Ballonblume (Platycodon grandiflorus)
Ausdauernde, reichblühende Zierstaudenpflanze.
- Standort: sonnig bis halbschattig, nicht zu trocken; sandig-lehmiger Gartenboden
- Höhe: 15–60 cm
- Blütezeit: Juli–August
- Vermehrung: durch Aussaat oder Teilung
Die Ballonblume ist eine anspruchslose, vollständig winterharte Pflanze, die jedoch keine übermäßige Trockenheit verträgt. Es empfiehlt sich, sie an einem Standort zu pflanzen, der nur gelegentlich von der Sonne beschienen wird. Manchmal wird sie als „Ballonblume“ bezeichnet, da ihre kugelförmig aufgeblasenen Blütenknospen vor dem Öffnen miteinander verwachsen sind. Nach dem Aufblühen haben die schalenförmigen Blüten einen Durchmesser von 5–8 cm.
Die Pflanze treibt früh im Frühjahr aus fleischigen Wurzeln aus und bildet eine helle Grundrosette, aus der belaubte Stängel mit zahlreichen endständigen Blüten wachsen.
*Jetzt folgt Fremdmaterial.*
//! Open, edit, save and reopen workbooks through the session selector

use std::path::{Path, PathBuf};

use pretty_assertions::assert_eq;
use proptest::prelude::*;
use sheetlink::prelude::*;
use sheetlink::{BorderStyle, BorderType, FillShading, FillType};
use sheetlink_xlsx::Document;

fn file_only() -> SessionConfig {
    SessionConfig {
        backend: BackendPreference::FileOnly,
        ..Default::default()
    }
}

fn new_workbook(dir: &Path) -> PathBuf {
    let path = dir.join("book.xlsx");
    Document::new().write_file(&path).unwrap();
    path
}

#[test]
fn test_edits_survive_save_and_reopen() {
    let dir = tempfile::tempdir().unwrap();
    let path = new_workbook(dir.path());

    {
        let (workbook, mut cleanup) = open_file_with(&path, &file_only()).unwrap();
        workbook.create_new_sheet("Data").unwrap();
        let sheet = workbook.find_sheet("data").unwrap();
        sheet
            .write_range(
                "A1",
                &[
                    vec!["Item".into(), "Qty".into()],
                    vec!["Bolts".into(), CellValue::Number(40.0)],
                    vec!["Nuts".into(), CellValue::Number(2.0)],
                ],
            )
            .unwrap();
        sheet.set_formula("B4", "SUM(B2:B3)").unwrap();
        sheet.add_table("A1:B3", "Stock").unwrap();
        assert_eq!(workbook.copy_sheet("Data", "Data").unwrap(), "Data (2)");
        workbook.save().unwrap();
        sheet.release().unwrap();
        cleanup.run().unwrap();
    }

    let (workbook, _cleanup) = open_file_with(&path, &file_only()).unwrap();
    assert_eq!(
        workbook.sheet_names().unwrap(),
        vec!["Sheet1", "Data", "Data (2)"]
    );
    let sheet = workbook.find_sheet("Data").unwrap();
    assert_eq!(
        sheet.read_range("A1:B3").unwrap(),
        vec![
            vec!["Item".to_string(), "Qty".to_string()],
            vec!["Bolts".to_string(), "40".to_string()],
            vec!["Nuts".to_string(), "2".to_string()],
        ]
    );
    assert_eq!(sheet.get_formula("B4").unwrap(), "SUM(B2:B3)");
    assert_eq!(sheet.dimension().unwrap().to_string(), "A1:B4");

    let tables = sheet.tables().unwrap();
    assert_eq!(tables.len(), 1);
    assert_eq!(tables[0].to_string(), "Stock A1:B3");

    let copy = workbook.find_sheet("Data (2)").unwrap();
    assert_eq!(copy.get_value("A2").unwrap(), "Bolts");
    assert!(copy.tables().unwrap().is_empty());
}

#[test]
fn test_styles_survive_save_and_reopen() {
    let dir = tempfile::tempdir().unwrap();
    let path = new_workbook(dir.path());
    let style = CellStyle {
        border: vec![sheetlink::Border {
            border_type: BorderType::Bottom,
            style: Some(BorderStyle::Double),
            color: Some("#FF0000".to_string()),
        }],
        font: Some(FontStyle {
            italic: Some(true),
            color: Some("#1F4E78".to_string()),
            ..Default::default()
        }),
        fill: Some(FillStyle {
            fill_type: Some(FillType::Gradient),
            color: vec!["#FFFFFF".to_string(), "#4472C4".to_string()],
            shading: Some(FillShading::Vertical),
            ..Default::default()
        }),
        num_fmt: Some("0.00%".to_string()),
        decimal_places: None,
    };

    {
        let (workbook, _cleanup) = open_file_with(&path, &file_only()).unwrap();
        let sheet = workbook.find_sheet("Sheet1").unwrap();
        sheet.set_value("C3", CellValue::Number(0.25)).unwrap();
        sheet.set_cell_style("C3", &style).unwrap();
        workbook.save().unwrap();
    }

    let (workbook, _cleanup) = open_file_with(&path, &file_only()).unwrap();
    let sheet = workbook.find_sheet("Sheet1").unwrap();
    let read = sheet.cell_style("C3").unwrap();
    assert_eq!(read.font, style.font);
    assert_eq!(read.fill, style.fill);
    assert_eq!(read.border, style.border);
    assert_eq!(read.num_fmt.as_deref(), Some("0.00%"));
    assert_eq!(read.decimal_places, Some(2));
}

#[test]
fn test_pages_cover_the_used_region() {
    let dir = tempfile::tempdir().unwrap();
    let path = new_workbook(dir.path());
    let (workbook, _cleanup) = open_file_with(&path, &file_only()).unwrap();
    let sheet = workbook.find_sheet("Sheet1").unwrap();
    sheet.set_value("A1", "top".into()).unwrap();
    sheet.set_value("D1000", "bottom".into()).unwrap();

    let service = PagingRangeService::new(sheet.paging_strategy(1000).unwrap());
    let pages = service.paging_ranges();
    assert_eq!(pages.first().map(String::as_str), Some("A1:D250"));
    assert_eq!(pages.last().map(String::as_str), Some("A751:D1000"));
    assert_eq!(pages.len(), 4);
}

proptest! {
    #[test]
    fn written_blocks_read_back(
        col in 1u32..30,
        row in 1u32..200,
        block in prop::collection::vec(prop::collection::vec(-1.0e6f64..1.0e6, 1..5), 1..5),
    ) {
        let workbook = sheetlink::FileWorkbook::from_document(Document::new(), "/tmp/unused.xlsx");
        let sheet = workbook.find_sheet("Sheet1").unwrap();
        let values: Vec<Vec<CellValue>> = block
            .iter()
            .map(|r| r.iter().map(|n| CellValue::Number(n.round())).collect())
            .collect();
        let width = values.iter().map(Vec::len).max().unwrap() as u32;
        let top_left = sheetlink_core::cell_name(col, row).unwrap();
        let bottom_right = sheetlink_core::cell_name(col + width - 1, row + values.len() as u32 - 1).unwrap();

        sheet.write_range(&top_left, &values).unwrap();
        let read = sheet.read_range(&format!("{top_left}:{bottom_right}")).unwrap();

        prop_assert_eq!(read.len(), values.len());
        for (read_row, written) in read.iter().zip(&values) {
            prop_assert_eq!(read_row.len(), width as usize);
            for (i, text) in read_row.iter().enumerate() {
                let expected = written.get(i).map(ToString::to_string).unwrap_or_default();
                prop_assert_eq!(text, &expected);
            }
        }
    }
}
Die Vermehrung der Ballonblume wird empfohlen, im Frühjahr entweder durch Aussaat oder durch Teilung älterer Pflanzen durchzuführen.
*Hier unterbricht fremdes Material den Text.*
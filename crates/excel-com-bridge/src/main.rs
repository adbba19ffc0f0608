//! Excel COM Bridge: a Windows process that relays late-bound COM calls,
//! controlled by JSON commands over stdin/stdout.
//!
//! Runs natively on Windows, or cross-compiled from Linux and run under WINE.
//!
//! Protocol: one JSON object per line (newline-delimited JSON).
//! - Reads `Request` objects from stdin
//! - Writes `Response` objects to stdout
//! - Diagnostic/log messages go to stderr (never stdout)

#[cfg_attr(not(windows), allow(dead_code))]
mod bmp;
#[cfg(windows)]
mod clipboard;
#[cfg(windows)]
mod dispatch;
#[cfg_attr(not(windows), allow(dead_code))]
mod handles;
#[cfg(windows)]
mod session;

#[cfg(not(windows))]
fn main() {
    eprintln!("excel-com-bridge must be compiled for Windows (--target x86_64-pc-windows-gnu)");
    eprintln!("and run natively or under WINE.");
    std::process::exit(1);
}

#[cfg(windows)]
fn main() {
    use std::io::{self, BufRead, Write};

    use excel_com_protocol::{Command, Request, Response, ResponseResult};
    use tracing_subscriber::EnvFilter;

    // stdout carries the protocol, so logs go to stderr
    tracing_subscriber::fmt()
        .with_env_filter(
            EnvFilter::try_from_default_env().unwrap_or_else(|_| EnvFilter::new("info")),
        )
        .with_writer(io::stderr)
        .with_ansi(false)
        .init();

    tracing::info!("starting up");

    let stdin = io::stdin();
    let stdout = io::stdout();
    let mut out = stdout.lock();
    let mut session = session::Session::new();

    for line in stdin.lock().lines() {
        let line = match line {
            Ok(l) => l,
            Err(e) => {
                tracing::error!("stdin read error: {e}");
                break;
            }
        };

        let line = line.trim();
        if line.is_empty() {
            continue;
        }

        let (response, shutdown) = match serde_json::from_str::<Request>(line) {
            Ok(request) => {
                tracing::debug!(id = request.id, command = ?request.command, "request");
                let shutdown = matches!(request.command, Command::Shutdown);
                let response = match session.execute(&request.command) {
                    Ok(data) => Response::ok(request.id, data),
                    Err(message) => {
                        tracing::warn!(id = request.id, "{message}");
                        Response::error(request.id, message)
                    }
                };
                (response, shutdown)
            }
            Err(e) => {
                tracing::error!("JSON parse error: {e}; line was: {line}");
                // id 0: the request could not be read far enough to correlate
                (Response::error(0, format!("JSON parse error: {e}")), false)
            }
        };

        match serde_json::to_string(&response) {
            Ok(json) => {
                let _ = writeln!(out, "{json}");
                let _ = out.flush();
            }
            Err(e) => tracing::error!("failed to encode response: {e}"),
        }

        if shutdown && matches!(response.result, ResponseResult::Ok { .. }) {
            tracing::info!("shutdown complete, exiting");
            break;
        }
    }

    // stdin closed without a shutdown command
    if let Err(e) = session.shutdown() {
        tracing::warn!("cleanup on exit failed: {e}");
    }
    tracing::info!("process exiting");
}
Geeignete Nachbarpflanzen für die Ballonblume sind niedrige kissenförmige Stauden, zum Beispiel Thymian (Thymus vulgaris), Kotula (Cotula squalida) oder Katzenpfötchen (Antennaria dioica). Die Reinart blüht hellblau oder weiß.
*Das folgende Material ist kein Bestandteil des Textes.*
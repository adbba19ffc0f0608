//! Small XML helpers shared by the part readers and writers
//!
//! Parts are split into their root start tag plus the raw text of every
//! top-level child. Children the model understands are parsed from that raw
//! text and regenerated on save; everything else is written back verbatim.

use quick_xml::events::{BytesStart, Event};
use quick_xml::reader::Reader;

use crate::error::{XlsxError, XlsxResult};

pub(crate) const XML_DECLARATION: &str =
    "<?xml version=\"1.0\" encoding=\"UTF-8\" standalone=\"yes\"?>\n";

pub(crate) const NS_MAIN: &str = "http://schemas.openxmlformats.org/spreadsheetml/2006/main";
pub(crate) const NS_RELATIONSHIPS: &str =
    "http://schemas.openxmlformats.org/officeDocument/2006/relationships";

/// One top-level child of a part
#[derive(Debug, Clone)]
pub(crate) enum Child {
    /// Written back as-is
    Raw { name: String, xml: String },
    /// Regenerated from the model on save
    Slot(&'static str),
}

impl Child {
    pub(crate) fn name(&self) -> &str {
        match self {
            Child::Raw { name, .. } => name,
            Child::Slot(name) => name,
        }
    }
}

/// A part split into root tag and top-level children
#[derive(Debug, Clone)]
pub(crate) struct XmlPart {
    /// The root start tag including namespace declarations, e.g. `<worksheet xmlns=...>`
    pub root_open: String,
    /// Qualified root element name, used for the closing tag
    pub root_name: String,
    pub children: Vec<Child>,
}

impl XmlPart {
    pub(crate) fn new(root_name: &str, root_open: String) -> Self {
        Self {
            root_open,
            root_name: root_name.to_string(),
            children: Vec::new(),
        }
    }

    /// Split `xml` into root tag and raw children
    pub(crate) fn parse(xml: &str) -> XlsxResult<Self> {
        let xml = xml.trim_start_matches('\u{feff}');
        let mut reader = Reader::from_str(xml);
        let mut depth = 0usize;
        let mut root: Option<(String, String)> = None;
        let mut children = Vec::new();
        let mut child_start = 0usize;
        let mut child_name = String::new();

        loop {
            let before = reader.buffer_position();
            match reader.read_event()? {
                Event::Start(e) => {
                    if depth == 0 {
                        let open = xml[before..reader.buffer_position()].trim().to_string();
                        root = Some((qualified_name(&e), open));
                    } else if depth == 1 {
                        child_start = before;
                        child_name = local_name(&e);
                    }
                    depth += 1;
                }
                Event::Empty(e) => {
                    if depth == 0 {
                        let open = xml[before..reader.buffer_position()].trim();
                        let open = format!("{}>", open.trim_end_matches("/>").trim_end());
                        root = Some((qualified_name(&e), open));
                        break;
                    }
                    if depth == 1 {
                        children.push(Child::Raw {
                            name: local_name(&e),
                            xml: xml[before..reader.buffer_position()].trim().to_string(),
                        });
                    }
                }
                Event::End(_) => {
                    depth = depth.saturating_sub(1);
                    if depth == 1 {
                        children.push(Child::Raw {
                            name: std::mem::take(&mut child_name),
                            xml: xml[child_start..reader.buffer_position()].trim().to_string(),
                        });
                    }
                }
                Event::Eof => break,
                _ => {}
            }
        }

        let (root_name, root_open) =
            root.ok_or_else(|| XlsxError::InvalidFormat("part has no root element".into()))?;
        Ok(Self {
            root_open,
            root_name,
            children,
        })
    }

    /// Raw text of the first child with this local name
    pub(crate) fn raw(&self, name: &str) -> Option<&str> {
        self.children.iter().find_map(|c| match c {
            Child::Raw { name: n, xml } if n == name => Some(xml.as_str()),
            _ => None,
        })
    }

    pub(crate) fn has_child(&self, name: &str) -> bool {
        self.children.iter().any(|c| c.name() == name)
    }

    /// Replace the first child named `name` with a slot; returns its raw text
    pub(crate) fn take_slot(&mut self, name: &'static str) -> Option<String> {
        let idx = self.children.iter().position(|c| c.name() == name)?;
        match std::mem::replace(&mut self.children[idx], Child::Slot(name)) {
            Child::Raw { xml, .. } => Some(xml),
            Child::Slot(_) => None,
        }
    }

    /// Drop every other child with this name (duplicates of a slot)
    pub(crate) fn remove_raw(&mut self, name: &str) {
        self.children
            .retain(|c| !matches!(c, Child::Raw { name: n, .. } if n == name));
    }

    /// Make sure a slot exists, inserting it before the first child whose
    /// name is in `before` (or at the end)
    pub(crate) fn ensure_slot(&mut self, name: &'static str, before: &[&str]) {
        if self.has_child(name) {
            return;
        }
        let idx = self
            .children
            .iter()
            .position(|c| before.contains(&c.name()))
            .unwrap_or(self.children.len());
        self.children.insert(idx, Child::Slot(name));
    }

    /// Add a namespace declaration to the root tag if it is missing
    pub(crate) fn declare_namespace(&mut self, prefix: &str, uri: &str) {
        let decl = format!("xmlns:{prefix}=");
        if self.root_open.contains(&decl) {
            return;
        }
        let end = self.root_open.trim_end_matches('>').to_string();
        self.root_open = format!("{end} xmlns:{prefix}=\"{uri}\">");
    }

    /// Serialize, asking `fill` for the text of each slot (empty text omits it)
    pub(crate) fn to_xml<F>(&self, mut fill: F) -> String
    where
        F: FnMut(&str) -> String,
    {
        let mut out = String::with_capacity(4096);
        out.push_str(XML_DECLARATION);
        out.push_str(&self.root_open);
        for child in &self.children {
            match child {
                Child::Raw { xml, .. } => out.push_str(xml),
                Child::Slot(name) => out.push_str(&fill(name)),
            }
        }
        out.push_str(&format!("</{}>", self.root_name));
        out
    }
}

pub(crate) fn local_name(e: &BytesStart<'_>) -> String {
    String::from_utf8_lossy(e.local_name().as_ref()).into_owned()
}

fn qualified_name(e: &BytesStart<'_>) -> String {
    String::from_utf8_lossy(e.name().as_ref()).into_owned()
}

/// Unescaped value of an attribute, matched on its full (prefixed) name
pub(crate) fn attr(e: &BytesStart<'_>, key: &[u8]) -> Option<String> {
    e.attributes()
        .flatten()
        .find(|a| a.key.as_ref() == key)
        .and_then(|a| a.unescape_value().ok().map(|v| v.into_owned()))
}

/// Value of a relationship-id attribute (`r:id`, whatever the prefix)
pub(crate) fn rel_id_attr(e: &BytesStart<'_>) -> Option<String> {
    e.attributes()
        .flatten()
        .find(|a| {
            let key = a.key.as_ref();
            key.ends_with(b":id") && key != b"xr:id"
        })
        .and_then(|a| a.unescape_value().ok().map(|v| v.into_owned()))
}

pub(crate) fn attr_u32(e: &BytesStart<'_>, key: &[u8]) -> Option<u32> {
    attr(e, key).and_then(|s| s.trim().parse().ok())
}

pub(crate) fn attr_f64(e: &BytesStart<'_>, key: &[u8]) -> Option<f64> {
    attr(e, key).and_then(|s| s.trim().parse().ok())
}

/// Boolean element such as `<b/>` or `<b val="0"/>`; absent `val` means true
pub(crate) fn flag_val(e: &BytesStart<'_>) -> bool {
    attr(e, b"val").map_or(true, |v| v != "0" && v != "false")
}

/// Every attribute except the listed ones, as `(key, raw value)` pairs
pub(crate) fn other_attrs(e: &BytesStart<'_>, skip: &[&[u8]]) -> Vec<(String, String)> {
    e.attributes()
        .flatten()
        .filter(|a| !skip.contains(&a.key.as_ref()))
        .map(|a| {
            (
                String::from_utf8_lossy(a.key.as_ref()).into_owned(),
                String::from_utf8_lossy(&a.value).into_owned(),
            )
        })
        .collect()
}

/// Render `(key, raw value)` pairs back into ` key="value"` text
pub(crate) fn write_attrs(attrs: &[(String, String)]) -> String {
    attrs
        .iter()
        .map(|(k, v)| format!(" {k}=\"{v}\""))
        .collect()
}

pub(crate) fn escape_xml(s: &str) -> String {
    s.replace('&', "&amp;")
        .replace('<', "&lt;")
        .replace('>', "&gt;")
        .replace('"', "&quot;")
        .replace('\'', "&apos;")
}

/// Decode `_xHHHH_` escapes used for control characters in cell text
pub(crate) fn decode_excel_escapes(s: &str) -> String {
    if !s.contains("_x") {
        return s.to_string();
    }
    let mut result = String::with_capacity(s.len());
    let mut rest = s;
    while let Some(pos) = rest.find("_x") {
        result.push_str(&rest[..pos]);
        let candidate = &rest[pos..];
        let decoded = candidate
            .get(2..6)
            .filter(|hex| hex.bytes().all(|b| b.is_ascii_hexdigit()))
            .filter(|_| candidate.as_bytes().get(6) == Some(&b'_'))
            .and_then(|hex| u32::from_str_radix(hex, 16).ok())
            .and_then(char::from_u32);
        match decoded {
            Some(ch) => {
                result.push(ch);
                rest = &candidate[7..];
            }
            None => {
                result.push_str("_x");
                rest = &candidate[2..];
            }
        }
    }
    result.push_str(rest);
    result
}

/// Inverse of [`decode_excel_escapes`] for text about to be written
pub(crate) fn encode_excel_escapes(s: &str) -> String {
    let mut out = String::with_capacity(s.len());
    for (i, ch) in s.char_indices() {
        match ch {
            '\t' | '\n' | '\r' => out.push(ch),
            c if (c as u32) < 0x20 => out.push_str(&format!("_x{:04X}_", c as u32)),
            '_' if looks_like_escape(&s[i..]) => out.push_str("_x005F_"),
            c => out.push(c),
        }
    }
    out
}

fn looks_like_escape(s: &str) -> bool {
    let b = s.as_bytes();
    b.len() >= 7
        && b[1] == b'x'
        && b[2..6].iter().all(u8::is_ascii_hexdigit)
        && b[6] == b'_'
}

/// Run `on_event` for every event of a fragment until EOF
pub(crate) fn for_each_event<'a, F>(xml: &'a str, mut on_event: F) -> XlsxResult<()>
where
    F: FnMut(Event<'a>) -> XlsxResult<()>,
{
    let mut reader = Reader::from_str(xml);
    loop {
        match reader.read_event()? {
            Event::Eof => return Ok(()),
            event => on_event(event)?,
        }
    }
}

#[cfg(test)]
mod tests {
    use super::*;
    use pretty_assertions::assert_eq;

    const SHEET: &str = r#"<?xml version="1.0" encoding="UTF-8"?>
<worksheet xmlns="http://schemas.openxmlformats.org/spreadsheetml/2006/main">
  <dimension ref="A1:B2"/>
  <sheetData><row r="1"><c r="A1"><v>1</v></c></row></sheetData>
  <pageMargins left="0.7"/>
</worksheet>"#;

    #[test]
    fn test_split_part() {
        let part = XmlPart::parse(SHEET).unwrap();
        assert_eq!(part.root_name, "worksheet");
        assert!(part.root_open.starts_with("<worksheet xmlns="));
        let names: Vec<&str> = part.children.iter().map(Child::name).collect();
        assert_eq!(names, vec!["dimension", "sheetData", "pageMargins"]);
        assert_eq!(
            part.raw("sheetData").unwrap(),
            r#"<sheetData><row r="1"><c r="A1"><v>1</v></c></row></sheetData>"#
        );
    }

    #[test]
    fn test_slots_and_serialize() {
        let mut part = XmlPart::parse(SHEET).unwrap();
        assert!(part.take_slot("dimension").is_some());
        part.ensure_slot("tableParts", &["extLst"]);
        let xml = part.to_xml(|slot| match slot {
            "dimension" => r#"<dimension ref="A1:C3"/>"#.to_string(),
            "tableParts" => String::new(),
            _ => unreachable!(),
        });
        assert!(xml.contains(r#"<dimension ref="A1:C3"/><sheetData>"#));
        assert!(xml.ends_with("<pageMargins left=\"0.7\"/></worksheet>"));
    }

    #[test]
    fn test_declare_namespace() {
        let mut part = XmlPart::parse(SHEET).unwrap();
        part.declare_namespace("r", NS_RELATIONSHIPS);
        part.declare_namespace("r", NS_RELATIONSHIPS);
        assert_eq!(part.root_open.matches("xmlns:r=").count(), 1);
        assert!(part.root_open.ends_with("\">"));
    }

    #[test]
    fn test_excel_escapes() {
        assert_eq!(decode_excel_escapes("a_x000D_b"), "a\rb");
        assert_eq!(decode_excel_escapes("_x005F_x0041_"), "_x0041_");
        assert_eq!(decode_excel_escapes("my_xylophone"), "my_xylophone");
        assert_eq!(encode_excel_escapes("a\u{1}b"), "a_x0001_b");
        assert_eq!(encode_excel_escapes("_x0041_"), "_x005F_x0041_");
        assert_eq!(decode_excel_escapes(&encode_excel_escapes("_x0041_\u{2}")), "_x0041_\u{2}");
    }
}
In Gärtnereien erhältliche Sorten
Album
etwa 60 cm hohe Sorte mit weißen glockenförmigen Blüten
Apoyama
niedrige Sorte (ca. 20 cm), gezüchtet in Japan, mit intensiv violett-blauen Blüten
Mariesii
ca. 30 cm hoch, mit leuchtend blauen Blüten
Perlmutterschale
ca. 60 cm hoch, mit wunderschönen perlmuttrosa Blüten
Höhere Sorten der Ballonblume eignen sich auch als Schnittblumen.